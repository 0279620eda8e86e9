use core::fmt;
use core::str::FromStr;

use serde::{Deserialize, Serialize};

use crate::*;

#[derive(Copy, Clone, Debug, PartialEq, Eq, Serialize, Deserialize)]
pub struct GameConfig {
    pub width: Coord,
    pub height: Coord,
    pub mines: usize,
}

impl GameConfig {
    pub const fn new_unchecked(width: Coord, height: Coord, mines: usize) -> Self {
        Self {
            width,
            height,
            mines,
        }
    }

    pub fn new(width: Coord, height: Coord, mines: usize) -> Self {
        let width = width.max(1);
        let height = height.max(1);
        let mines = mines.min(width * height);
        Self::new_unchecked(width, height, mines)
    }

    pub const fn total_cells(&self) -> usize {
        self.width * self.height
    }

    /// Board dimensions as `(rows, cols)`.
    pub const fn dim(&self) -> Coord2 {
        (self.height, self.width)
    }
}

/// Named presets, the only sizes the protocol can ask for.
#[derive(Copy, Clone, Debug, Default, PartialEq, Eq, Hash, Serialize, Deserialize)]
#[serde(rename_all = "lowercase")]
pub enum Difficulty {
    #[default]
    Beginner,
    Intermediate,
    Expert,
}

impl Difficulty {
    pub const ALL: [Difficulty; 3] = [Self::Beginner, Self::Intermediate, Self::Expert];

    pub const fn config(self) -> GameConfig {
        match self {
            Self::Beginner => GameConfig::new_unchecked(9, 9, 10),
            Self::Intermediate => GameConfig::new_unchecked(16, 16, 40),
            Self::Expert => GameConfig::new_unchecked(30, 16, 99),
        }
    }

    pub const fn name(self) -> &'static str {
        match self {
            Self::Beginner => "beginner",
            Self::Intermediate => "intermediate",
            Self::Expert => "expert",
        }
    }
}

impl fmt::Display for Difficulty {
    fn fmt(&self, f: &mut fmt::Formatter<'_>) -> fmt::Result {
        f.write_str(self.name())
    }
}

impl FromStr for Difficulty {
    type Err = GameError;

    fn from_str(s: &str) -> Result<Self> {
        Self::ALL
            .into_iter()
            .find(|difficulty| difficulty.name() == s)
            .ok_or_else(|| GameError::UnknownDifficulty(s.to_owned()))
    }
}
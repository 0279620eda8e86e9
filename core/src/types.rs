use ndarray::Array2;

/// Single coordinate axis used for board rows, columns and sides.
pub type Coord = usize;

/// Two-dimensional coordinates `(row, col)`.
pub type Coord2 = (Coord, Coord);

pub trait ToNdIndex {
    type Output;
    fn to_nd_index(self) -> Self::Output;
}

impl ToNdIndex for Coord2 {
    type Output = [usize; 2];

    fn to_nd_index(self) -> Self::Output {
        [self.0, self.1]
    }
}

pub trait NeighborIterExt {
    fn iter_neighbors(&self, index: Coord2) -> NeighborIter;
}

impl<T> NeighborIterExt for Array2<T> {
    fn iter_neighbors(&self, index: Coord2) -> NeighborIter {
        NeighborIter::new(index, self.dim())
    }
}

const DISPLACEMENTS: [(isize, isize); 8] = [
    (-1, -1),
    (-1, 0),
    (-1, 1),
    (0, -1),
    (0, 1),
    (1, -1),
    (1, 0),
    (1, 1),
];

/// Applies `delta` to `coords`, returning a value only when it remains in bounds.
fn apply_delta(coords: Coord2, delta: (isize, isize), bounds: Coord2) -> Option<Coord2> {
    let (row, col) = coords;
    let (d_row, d_col) = delta;
    let (rows, cols) = bounds;

    let next_row = row.checked_add_signed(d_row)?;
    if next_row >= rows {
        return None;
    }

    let next_col = col.checked_add_signed(d_col)?;
    if next_col >= cols {
        return None;
    }

    Some((next_row, next_col))
}

/// Iterates over the in-bounds 8-connected neighbors of a cell.
#[derive(Debug)]
pub struct NeighborIter {
    center: Coord2,
    bounds: Coord2,
    index: u8,
}

impl NeighborIter {
    pub fn new(center: Coord2, bounds: Coord2) -> Self {
        Self {
            center,
            bounds,
            index: 0,
        }
    }
}

impl Iterator for NeighborIter {
    type Item = Coord2;

    fn next(&mut self) -> Option<Self::Item> {
        loop {
            if usize::from(self.index) >= DISPLACEMENTS.len() {
                return None;
            }

            let next_item =
                apply_delta(self.center, DISPLACEMENTS[self.index as usize], self.bounds);
            self.index += 1;

            if next_item.is_some() {
                return next_item;
            }
        }
    }
}

/// Chebyshev distance between two cells, `max(|dr|, |dc|)`.
pub fn chebyshev(a: Coord2, b: Coord2) -> usize {
    a.0.abs_diff(b.0).max(a.1.abs_diff(b.1))
}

━━━━━━━━━━━━━━━━

- [ACTION ITEM]: Return the full listing exactly as written.

- [EXERCISE SOLUTION]:
repository 0279620eda8e86e9
use core::fmt;
use core::str::FromStr;

use serde::{Deserialize, Serialize};

use crate::*;

#[derive(Copy, Clone, Debug, PartialEq, Eq, Serialize, Deserialize)]
pub struct GameConfig {
    pub width: Coord,
    pub height: Coord,
    pub mines: usize,
}

impl GameConfig {
    pub const fn new_unchecked(width: Coord, height: Coord, mines: usize) -> Self {
        Self {
            width,
            height,
            mines,
        }
    }

    pub fn new(width: Coord, height: Coord, mines: usize) -> Self {
        let width = width.max(1);
        let height = height.max(1);
        let mines = mines.min(width * height);
        Self::new_unchecked(width, height, mines)
    }

    pub const fn total_cells(&self) -> usize {
        self.width * self.height
    }

    /// Board dimensions as `(rows, cols)`.
    pub const fn dim(&self) -> Coord2 {
        (self.height, self.width)
    }
}

/// Named presets, the only sizes the protocol can ask for.
#[derive(Copy, Clone, Debug, Default, PartialEq, Eq, Hash, Serialize, Deserialize)]
#[serde(rename_all = "lowercase")]
pub enum Difficulty {
    #[default]
    Beginner,
    Intermediate,
    Expert,
}

impl Difficulty {
    pub const ALL: [Difficulty; 3] = [Self::Beginner, Self::Intermediate, Self::Expert];

    pub const fn config(self) -> GameConfig {
        match self {
            Self::Beginner => GameConfig::new_unchecked(9, 9, 10),
            Self::Intermediate => GameConfig::new_unchecked(16, 16, 40),
            Self::Expert => GameConfig::new_unchecked(30, 16, 99),
        }
    }

    pub const fn name(self) -> &'static str {
        match self {
            Self::Beginner => "beginner",
            Self::Intermediate => "intermediate",
            Self::Expert => "expert",
        }
    }
}

impl fmt::Display for Difficulty {
    fn fmt(&self, f: &mut fmt::Formatter<'_>) -> fmt::Result {
        f.write_str(self.name())
    }
}

impl FromStr for Difficulty {
    type Err = GameError;

    fn from_str(s: &str) -> Result<Self> {
        Self::ALL
            .into_iter()
            .find(|difficulty| difficulty.name() == s)
            .ok_or_else(|| GameError::UnknownDifficulty(s.to_owned()))
    }
}
repository 0279620eda8e86e9
filename core/src/types.rs
use ndarray::Array2;

/// Single coordinate axis used for board rows, columns and sides.
pub type Coord = usize;

/// Two-dimensional coordinates `(row, col)`.
pub type Coord2 = (Coord, Coord);

pub trait ToNdIndex {
    type Output;
    fn to_nd_index(self) -> Self::Output;
}

impl ToNdIndex for Coord2 {
    type Output = [usize; 2];

    fn to_nd_index(self) -> Self::Output {
        [self.0, self.1]
    }
}

pub trait NeighborIterExt {
    fn iter_neighbors(&self, index: Coord2) -> NeighborIter;
}

impl<T> NeighborIterExt for Array2<T> {
    fn iter_neighbors(&self, index: Coord2) -> NeighborIter {
        NeighborIter::new(index, self.dim())
    }
}

const DISPLACEMENTS: [(isize, isize); 8] = [
    (-1, -1),
    (-1, 0),
    (-1, 1),
    (0, -1),
    (0, 1),
    (1, -1),
    (1, 0),
    (1, 1),
];

/// Applies `delta` to `coords`, returning a value only when it remains in bounds.
fn apply_delta(coords: Coord2, delta: (isize, isize), bounds: Coord2) -> Option<Coord2> {
    let (row, col) = coords;
    let (d_row, d_col) = delta;
    let (rows, cols) = bounds;

    let next_row = row.checked_add_signed(d_row)?;
    if next_row >= rows {
        return None;
    }

    let next_col = col.checked_add_signed(d_col)?;
    if next_col >= cols {
        return None;
    }

    Some((next_row, next_col))
}

/// Iterates over the in-bounds 8-connected neighbors of a cell.
#[derive(Debug)]
pub struct NeighborIter {
    center: Coord2,
    bounds: Coord2,
    index: u8,
}

impl NeighborIter {
    pub fn new(center: Coord2, bounds: Coord2) -> Self {
        Self {
            center,
            bounds,
            index: 0,
        }
    }
}

impl Iterator for NeighborIter {
    type Item = Coord2;

    fn next(&mut self) -> Option<Self::Item> {
        loop {
            if usize::from(self.index) >= DISPLACEMENTS.len() {
                return None;
            }

            let next_item =
                apply_delta(self.center, DISPLACEMENTS[self.index as usize], self.bounds);
            self.index += 1;

            if next_item.is_some() {
                return next_item;
            }
        }
    }
}

/// Chebyshev distance between two cells, `max(|dr|, |dc|)`.
pub fn chebyshev(a: Coord2, b: Coord2) -> usize {
    a.0.abs_diff(b.0).max(a.1.abs_diff(b.1))
}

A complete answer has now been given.